Provided entries: Begin

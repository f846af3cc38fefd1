use thiserror::Error;

/// Failures reported by a [`crate::MigrationStore`] implementation.
#[derive(Debug, Error)]
pub enum StoreError {
    #[error("no row in {table} with token_id {token_id}")]
    RowNotFound { table: String, token_id: String },
    #[error("store backend error: {0}")]
    Backend(String),
}

/// Every way a migration run can fail. All variants are fatal for the run.
#[derive(Debug, Error)]
pub enum MigrationError {
    #[error("configuration error: {0}")]
    Config(String),
    #[error("decode failure: {0}")]
    DecodeFailure(String),
    #[error("class {class} does not resolve in the {context} type context")]
    UnresolvedType { class: String, context: String },
    #[error(
        "class {class} is incompatible with the {context} type context: stream uid {stream_uid}, local uid {local_uid}"
    )]
    IncompatibleType { class: String, context: String, stream_uid: i64, local_uid: i64 },
    #[error("class {class} does not expose the `{capability}` capability")]
    MissingCapability { class: String, capability: String },
    #[error(
        "cannot rewrite the token value of class {class}: it has neither a settable value nor a usable constructor"
    )]
    NoReconstructionPath { class: String },
    #[error(
        "access token {token_id}: embedded refresh token hashes to {embedded_key} but the refresh_token column hashes to {column_key}"
    )]
    PairingMismatch { token_id: String, embedded_key: String, column_key: String },
    #[error("generated key {key} for token {token_id} still has the unmigrated shape")]
    UnmigratedKeyShape { token_id: String, key: String },
    #[error("{kind} migration stalled: {remaining} unmigrated record(s) reported but none fetched")]
    Stalled { kind: &'static str, remaining: usize },
    #[error("encode failure: {0}")]
    Encode(String),
    #[error(transparent)]
    Store(#[from] StoreError),
}

pub type Result<T, E = MigrationError> = std::result::Result<T, E>;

Provided entries: End

#### Your objective
Would you copy every line of the entries that includes the word "StoreError"?

#### Solved exercise
pub enum StoreError {
    Store(#[from] StoreError),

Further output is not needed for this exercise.